- W.T. Ellwanger, Virginia Cherrill and James Mason in the film
- Directed by: Albert Parker
- Written by: Gerard Fairlie
- Story by: W. P. Lipscomb; Reginald Pound;
- Produced by: John Findlay
- Starring: Alastair Sim; Virginia Cherrill; James Mason;
- Cinematography: Roy Kellino
- Edited by: Cecil H. Williamson
- Production company: Fox-British Pictures
- Distributed by: Twentieth Century-Fox Film Company (UK)
- Release dates: 4 February 1936 (London, England);
- Running time: 70 minutes
- Country: United Kingdom
- Language: English

= Troubled Waters (1936 film) =

Troubled Waters is a 1936 British mystery film directed by Albert Parker and starring James Mason, Virginia Cherrill, Alastair Sim, Raymond Lovell and Sam Wilkinson. It was written by Gerald Fairlie from a story by W. P. Lipscomb and Reginald Pound. The film was made at Wembley Studios as a quota quickie by the British subsidiary of Fox Film.

==Plot==
A quiet country village community has invested in a failing mineral spring water business. After a local man dies in a car accident, the coroner's jury concocts a scheme to return a verdict of murder, hoping the ensuing scandal will bring much-needed publicity to the town and its spring. However, the plan takes an unexpected twist when John Merriman, a government agent investigating a ring of explosive smugglers, arrives on the scene. He discovers that the "staged" murder is actually the real thing, unravels the mystery and exposes the smugglers.

==Cast==
- Alastair Sim as Mac MacTavish
- Virginia Cherrill as June Elkhardt
- James Mason as John Merriman
- Raymond Lovell as Carter
- Bellenden Powell as Dr Garthwaite
- Sam Wilkinson as Lightning
- Peter Popp as Timothy Golightly
- W.T. Ellwanger as Ezra Elkhardt

==Critical reception==
Kine Weekly wrote: "Crime detection and humour are adequately blended in a mystery staged against the background of a remote English village. The plot is rather far-fetched, and the love interest based on the customary quarrel between the pratagonists, apt to be forced."

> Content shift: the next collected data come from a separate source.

//! Tests for listing branches from a real repository

use crate::common::{TestFixture, skip_if_no_git};
use switchback::git::BranchManager;
use switchback::{Repository, SystemGit};

fn fixture_with_branches() -> Result<TestFixture, Box<dyn std::error::Error>> {
    let fixture = TestFixture::new("2024-01-01T10:00:00+00:00")?;
    fixture.branch_with_commit("feature/login", "2024-03-01T10:00:00+00:00")?;
    fixture.branch_with_commit("fix", "2024-02-01T15:00:00+05:00")?;
    fixture.checkout("master")?;
    Ok(fixture)
}

#[test]
fn test_list_branches_newest_first() -> Result<(), Box<dyn std::error::Error>> {
    if skip_if_no_git() {
        return Ok(());
    }
    let fixture = fixture_with_branches()?;
    let git = SystemGit::default();
    let repo = Repository::discover(&git, &fixture.repo_path)?;

    let branches = BranchManager::new(&repo, &git).list_by_recency()?;

    let names: Vec<&str> = branches.iter().map(|b| b.name.as_str()).collect();
    assert_eq!(names, vec!["feature/login", "fix", "master"]);
    assert_eq!(
        branches[1].last_commit_time.to_rfc3339(),
        "2024-02-01T15:00:00+05:00"
    );
    Ok(())
}

#[test]
fn test_list_branches_is_deterministic() -> Result<(), Box<dyn std::error::Error>> {
    if skip_if_no_git() {
        return Ok(());
    }
    let fixture = fixture_with_branches()?;
    let git = SystemGit::default();
    let repo = Repository::discover(&git, &fixture.repo_path)?;
    let manager = BranchManager::new(&repo, &git);

    assert_eq!(manager.list_by_recency()?, manager.list_by_recency()?);
    Ok(())
}

#[test]
fn test_discover_from_subdirectory() -> Result<(), Box<dyn std::error::Error>> {
    if skip_if_no_git() {
        return Ok(());
    }
    let fixture = TestFixture::new("2024-01-01T10:00:00+00:00")?;
    let nested = fixture.repo_path.join("src").join("deep");
    std::fs::create_dir_all(&nested)?;

    let repo = Repository::discover(&SystemGit::default(), &nested)?;

    assert_eq!(repo.root.canonicalize()?, fixture.repo_path);
    Ok(())
}

#[test]
fn test_discover_outside_repository_fails() -> Result<(), Box<dyn std::error::Error>> {
    if skip_if_no_git() {
        return Ok(());
    }
    let dir = tempfile::TempDir::new()?;

    let result = Repository::discover(&SystemGit::default(), dir.path());

    assert!(result.is_err());
    Ok(())
}

#[cfg(unix)]
#[test]
fn test_non_utf8_branch_does_not_hide_the_others() -> Result<(), Box<dyn std::error::Error>> {
    use std::ffi::OsStr;
    use std::os::unix::ffi::OsStrExt;

    if skip_if_no_git() {
        return Ok(());
    }
    let fixture = fixture_with_branches()?;
    let status = crate::common::helpers::git_command(&fixture.repo_path)
        .arg("branch")
        .arg(OsStr::from_bytes(b"bad\xff"))
        .status()?;
    assert!(status.success());

    let git = SystemGit::default();
    let repo = Repository::discover(&git, &fixture.repo_path)?;
    let branches = BranchManager::new(&repo, &git).list_by_recency()?;

    let names: Vec<&str> = branches.iter().map(|b| b.name.as_str()).collect();
    assert_eq!(names, vec!["feature/login", "fix", "master"]);
    Ok(())
}
//! Run configuration
//!
//! Settings come from the command line only; nothing is read from or written
//! to disk.

use std::path::PathBuf;

use crate::label::DEFAULT_GUTTER;
use crate::tui::DEFAULT_MAX_VISIBLE;

/// Settings for one run
#[derive(Debug, Clone, PartialEq, Eq)]
pub struct Config {
    /// Command used to invoke git (program plus leading arguments)
    pub git_command: String,

    /// Directory inside the working copy to operate on
    pub repo_path: PathBuf,

    /// Spaces between the longest branch name and its relative time
    pub gutter: usize,

    /// Rows shown in the menu before it scrolls
    pub max_visible: usize,

    /// Heading shown above the menu
    pub title: String,
}

fn default_git_command() -> String {
    "git".to_string()
}

fn default_title() -> String {
    "Select a Git Branch".to_string()
}

impl Default for Config {
    fn default() -> Self {
        Self {
            git_command: default_git_command(),
            repo_path: PathBuf::from("."),
            gutter: DEFAULT_GUTTER,
            max_visible: DEFAULT_MAX_VISIBLE,
            title: default_title(),
        }
    }
}

impl Config {
    /// Clamp values that would make the menu unusable
    #[must_use]
    pub fn normalized(mut self) -> Self {
        self.gutter = self.gutter.max(1);
        self.max_visible = self.max_visible.max(1);
        if self.git_command.trim().is_empty() {
            self.git_command = default_git_command();
        }
        self
    }
}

The Daily Film Renter wrote: "Far-fetched melodrama ... Direction never gets at grips with fantastic subject matter, and action is occasionally difficult to follow. Best performance comes from Alastair Sim as unctuous publican, with James Mason a likeable lead as Government agent. Moderate entertainment for the masses."

Picture Show wrote: "Fair entertainment."

TV Guide gave the film two out of four stars, writing: "The action is sustained throughout and Mason, as usual, is very good."